Although Gillion was not the most vocal Revolutionary, he was elected to the last Provincial Assembly as well as the first South Carolina House of Representatives.
Earning the trust of his contemporaries, Alexander was appointed as a Captain in the State Militia.
As the war progressed, and independence declared, South Carolina realized they would need to establish a Navy. (At the time, most of the individual States considered maintaining a Navy as their separate responsibility.)
Alexander Gillion was chosen as Commodore of the South Carolina Navy. He went to Europe to secure a ship to command.
Gillion was able to obtain a ship, which he named the South Carolina.
This vessel was manned and sailed for the United States. Unfortunately, when he returned, Charleston had been captured by the British.
Gillion decided to make for Cuba. On route, he was able to capture at least ten British ships.
The South Carolina then joined the Spanish fleet during an attack on New Providence. This island in the Bahamas was an important port and changed hands several times during the Revolutionary War.
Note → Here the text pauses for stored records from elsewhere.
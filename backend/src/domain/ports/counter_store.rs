//! Port for atomic statistics counter adjustments.

use async_trait::async_trait;

use crate::domain::{CounterAdjustment, CounterDelta};

use super::define_port_error;

define_port_error! {
    /// Errors raised while adjusting counters.
    pub enum CounterStoreError {
        /// Store connection could not be established.
        Connection { message: String } => "counter store connection failed: {message}",
        /// The adjustment statement failed.
        Query { message: String } => "counter store query failed: {message}",
    }
}

/// Applies one counter delta as a single atomic operation.
///
/// Implementations must never read, modify and write back the whole user:
/// concurrent transitions on the same user must not lose increments. A
/// decrement that would go negative sets the counter to zero and reports
/// [`CounterAdjustment::Clamped`].
#[cfg_attr(test, mockall::automock)]
#[async_trait]
pub trait CounterStore: Send + Sync {
    async fn adjust(&self, delta: &CounterDelta) -> Result<CounterAdjustment, CounterStoreError>;
}
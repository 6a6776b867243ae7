//! Authentication primitives: login credentials, passwords and their hashes.
//!
//! Keep inbound payload parsing outside the domain by exposing constructors
//! that validate string inputs before a handler talks to a port or service.

use std::fmt;

use argon2::password_hash::rand_core::OsRng;
use argon2::password_hash::{self, SaltString};
use argon2::{Argon2, PasswordHasher, PasswordVerifier};
use zeroize::Zeroizing;

/// Minimum accepted password length, in characters.
pub const PASSWORD_MIN_LEN: usize = 6;

/// Domain error returned when login payload values are invalid.
#[derive(Debug, Clone, PartialEq, Eq)]
pub enum LoginValidationError {
    /// Username was missing or blank once trimmed.
    EmptyUsername,
    /// Password was blank.
    EmptyPassword,
}

impl fmt::Display for LoginValidationError {
    fn fmt(&self, f: &mut fmt::Formatter<'_>) -> fmt::Result {
        match self {
            Self::EmptyUsername => write!(f, "username must not be empty"),
            Self::EmptyPassword => write!(f, "password must not be empty"),
        }
    }
}

impl std::error::Error for LoginValidationError {}

/// Validated login credentials used by authentication services.
///
/// ## Invariants
/// - `username` is trimmed and must not be empty after trimming.
/// - `password` is required to be non-empty but retains caller-provided
///   whitespace to avoid surprising credential comparisons.
///
/// # Examples
/// ```
/// use pawresq::domain::LoginCredentials;
///
/// let creds = LoginCredentials::try_from_parts("rina", "s3cret!").unwrap();
/// assert_eq!(creds.username(), "rina");
/// ```
#[derive(Debug, Clone, PartialEq, Eq)]
pub struct LoginCredentials {
    username: String,
    password: Zeroizing<String>,
}

impl LoginCredentials {
    /// Construct credentials from raw username/password inputs.
    pub fn try_from_parts(username: &str, password: &str) -> Result<Self, LoginValidationError> {
        let normalized = username.trim();
        if normalized.is_empty() {
            return Err(LoginValidationError::EmptyUsername);
        }

        if password.is_empty() {
            return Err(LoginValidationError::EmptyPassword);
        }

        Ok(Self {
            username: normalized.to_owned(),
            password: Zeroizing::new(password.to_owned()),
        })
    }

    /// Username string suitable for user lookups.
    pub fn username(&self) -> &str {
        self.username.as_str()
    }

    /// Password string provided by the caller.
    pub fn password(&self) -> &str {
        self.password.as_str()
    }
}

/// Password rejected by [`Password::new`].
#[derive(Debug, Clone, Copy, PartialEq, Eq)]
pub struct PasswordTooShort {
    pub min: usize,
}

impl fmt::Display for PasswordTooShort {
    fn fmt(&self, f: &mut fmt::Formatter<'_>) -> fmt::Result {
        write!(f, "password must be at least {} characters", self.min)
    }
}

impl std::error::Error for PasswordTooShort {}

/// Plaintext password accepted at registration or profile edit.
///
/// The buffer is wiped on drop.
#[derive(Clone)]
pub struct Password(Zeroizing<String>);

impl Password {
    pub fn new(raw: &str) -> Result<Self, PasswordTooShort> {
        if raw.chars().count() < PASSWORD_MIN_LEN {
            return Err(PasswordTooShort {
                min: PASSWORD_MIN_LEN,
            });
        }
        Ok(Self(Zeroizing::new(raw.to_owned())))
    }

    fn expose(&self) -> &str {
        self.0.as_str()
    }
}

impl fmt::Debug for Password {
    fn fmt(&self, f: &mut fmt::Formatter<'_>) -> fmt::Result {
        f.write_str("Password(***)")
    }
}

/// Hashing failed inside the Argon2 implementation.
#[derive(Debug, Clone, PartialEq, Eq, thiserror::Error)]
#[error("password hashing failed: {message}")]
pub struct PasswordHashError {
    message: String,
}

/// Argon2id hash of a password in PHC string format.
#[derive(Clone, PartialEq, Eq)]
pub struct PasswordHash(String);

impl PasswordHash {
    /// Hash `password` with a fresh random salt.
    pub fn generate(password: &Password) -> Result<Self, PasswordHashError> {
        let salt = SaltString::generate(&mut OsRng);
        Argon2::default()
            .hash_password(password.expose().as_bytes(), &salt)
            .map(|hash| Self(hash.to_string()))
            .map_err(|err| PasswordHashError {
                message: err.to_string(),
            })
    }

    /// Wrap a stored PHC string without re-validating it.
    pub fn from_phc(value: impl Into<String>) -> Self {
        Self(value.into())
    }

    /// Stored PHC representation.
    pub fn as_phc(&self) -> &str {
        self.0.as_str()
    }

    /// Check a candidate password. Malformed stored hashes never verify.
    pub fn verify(&self, candidate: &str) -> bool {
        match password_hash::PasswordHash::new(&self.0) {
            Ok(parsed) => Argon2::default()
                .verify_password(candidate.as_bytes(), &parsed)
                .is_ok(),
            Err(err) => {
                tracing::warn!(error = %err, "stored password hash is malformed");
                false
            }
        }
    }
}

impl fmt::Debug for PasswordHash {
    fn fmt(&self, f: &mut fmt::Formatter<'_>) -> fmt::Result {
        f.write_str("PasswordHash(***)")
    }
}
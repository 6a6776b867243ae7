//! Outbound adapters implementing the domain's repository ports.
//!
//! - **persistence**: PostgreSQL-backed repositories using Diesel ORM
//! - **memory**: in-process repositories for running without a database
//!
//! Adapters are thin translators between domain types and storage
//! representations. They contain no lifecycle rules.

pub mod memory;
pub mod persistence;
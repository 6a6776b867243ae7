//! PostgreSQL persistence adapters using Diesel ORM.
//!
//! Concrete implementations of the repository ports backed by PostgreSQL via
//! `diesel-async` with `bb8` pooling.
//!
//! - **Thin adapters**: repositories translate between row structs and
//!   domain types; lifecycle rules live in the domain services.
//! - **Internal models**: row structs (`models.rs`) and table definitions
//!   (`schema.rs`) never leave this module.
//! - **Atomic counters**: statistics counters move through single-statement
//!   increments, never read-modify-write.
//! - **Strongly typed errors**: database failures map onto each port's
//!   `Connection`/`Query` variants.
//!
//! # Example
//!
//! ```ignore
//! use pawresq::outbound::persistence::{DbPool, PoolConfig, DieselUserRepository};
//!
//! let pool = DbPool::new(PoolConfig::new("postgres://localhost/pawresq")).await?;
//! let users = DieselUserRepository::new(pool);
//! ```

mod diesel_error_mapping;
mod diesel_notification_repository;
mod diesel_rescue_request_repository;
mod diesel_user_repository;
mod migrations;
mod models;
mod pool;
mod schema;

pub use diesel_notification_repository::DieselNotificationRepository;
pub use diesel_rescue_request_repository::DieselRescueRequestRepository;
pub use diesel_user_repository::DieselUserRepository;
pub use migrations::{MigrationError, run_migrations};
pub use pool::{DbPool, PoolConfig, PoolError};
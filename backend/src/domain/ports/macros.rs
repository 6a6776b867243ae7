//! Macro for declaring repository port error enums.
//!
//! Every variant gets a `thiserror` message and a snake_case constructor.
//! Fields of struct variants are taken as `impl Into<T>`, so adapters can
//! write `UserPersistenceError::query(err.to_string())` or pass a `&str`.

macro_rules! define_port_error {
    (@ctor $variant:ident) => {
        ::paste::paste! {
            pub fn [<$variant:snake>]() -> Self {
                Self::$variant
            }
        }
    };

    (@ctor $variant:ident { $($field:ident : $ty:ty),+ }) => {
        ::paste::paste! {
            pub fn [<$variant:snake>]($($field: impl Into<$ty>),+) -> Self {
                Self::$variant { $($field: $field.into()),+ }
            }
        }
    };

    (
        $(#[$outer:meta])*
        pub enum $name:ident {
            $(
                $(#[$variant_meta:meta])*
                $variant:ident $( { $($field:ident : $ty:ty),+ $(,)? } )? => $message:expr
            ),* $(,)?
        }
    ) => {
        $(#[$outer])*
        #[derive(Debug, Clone, PartialEq, Eq, thiserror::Error)]
        pub enum $name {
            $(
                $(#[$variant_meta])*
                #[error($message)]
                $variant $( { $($field : $ty),+ } )?,
            )*
        }

        impl $name {
            $(
                define_port_error!(@ctor $variant $( { $($field : $ty),+ } )?);
            )*
        }
    };
}

pub(crate) use define_port_error;
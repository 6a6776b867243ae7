//! Driving port for the read-only statistics surface.

use async_trait::async_trait;
use serde::Serialize;

use crate::domain::{Actor, Error, Role, UserId, UserStatistics};

/// Counts recomputed from current rescue request state.
#[derive(Debug, Clone, PartialEq, Eq, Serialize)]
#[serde(untagged)]
pub enum DerivedStatistics {
    #[serde(rename_all = "camelCase")]
    Volunteer {
        rescued_requests: u64,
        completed_requests: u64,
        in_progress_requests: u64,
    },
    #[serde(rename_all = "camelCase")]
    Informer {
        pending_requests: u64,
        approved_requests: u64,
        rejected_requests: u64,
        total_requests: u64,
    },
}

/// Statistics for one user after the per-counter read policy.
#[derive(Debug, Clone, PartialEq, Eq)]
pub struct StatisticsReport {
    pub user_id: UserId,
    pub name: String,
    pub role: Role,
    pub statistics: UserStatistics,
    pub derived: Option<DerivedStatistics>,
}

#[cfg_attr(test, mockall::automock)]
#[async_trait]
pub trait StatisticsQuery: Send + Sync {
    /// Report for `user_id`. Anyone may read their own; admins and team
    /// leaders may read anyone's.
    async fn user_statistics(
        &self,
        actor: &Actor,
        user_id: &UserId,
    ) -> Result<StatisticsReport, Error>;
}
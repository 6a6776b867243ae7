//! Driving port for account mutations: registration, profile edits and role
//! changes.

use async_trait::async_trait;

use crate::domain::{Actor, Area, EmailAddress, Error, Password, Role, User, UserId, Username};

/// Validated self-registration input.
#[derive(Debug, Clone)]
pub struct Registration {
    pub name: String,
    pub username: Username,
    pub email: EmailAddress,
    pub password: Password,
    pub role: Role,
    pub area: Option<Area>,
}

/// Profile edits requested by the account owner. `None` leaves a field as is.
#[derive(Debug, Clone, Default)]
pub struct ProfileEdit {
    pub name: Option<String>,
    pub email: Option<EmailAddress>,
    pub profile_picture: Option<String>,
    pub password: Option<Password>,
    pub area: Option<Area>,
}

#[cfg_attr(test, mockall::automock)]
#[async_trait]
pub trait AccountCommand: Send + Sync {
    /// Create an account with zeroed statistics.
    ///
    /// # Errors
    ///
    /// `invalid_request` for the admin role or a volunteer without an area,
    /// `conflict` when the username or email is taken.
    async fn register(&self, registration: Registration) -> Result<User, Error>;

    /// Apply the owner's profile edits.
    async fn update_profile(&self, user_id: &UserId, edit: ProfileEdit) -> Result<User, Error>;

    /// Change another account's role. Admin only.
    async fn update_role(
        &self,
        actor: &Actor,
        user_id: &UserId,
        role: Role,
        area: Option<Area>,
    ) -> Result<User, Error>;
}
The war ended shortly after this expedition as too did the South Carolina Navy.
Alexander returned home and became an important leader of his community. This includes starting the Charleston Chamber of Commerce as well as acting as its first President.
Although he was elected to the Confederation Congress, he declined to serve. He believed the years at sea included enough time spent away from home.
This opinion seems to have changed after he was a Delegate to the South Carolina Ratification Convention as he accepted election to the United States House of Representatives.
Gillion served in the third Congress for just over a year, before he was the fifth Representative in American history to die while serving in the Capital.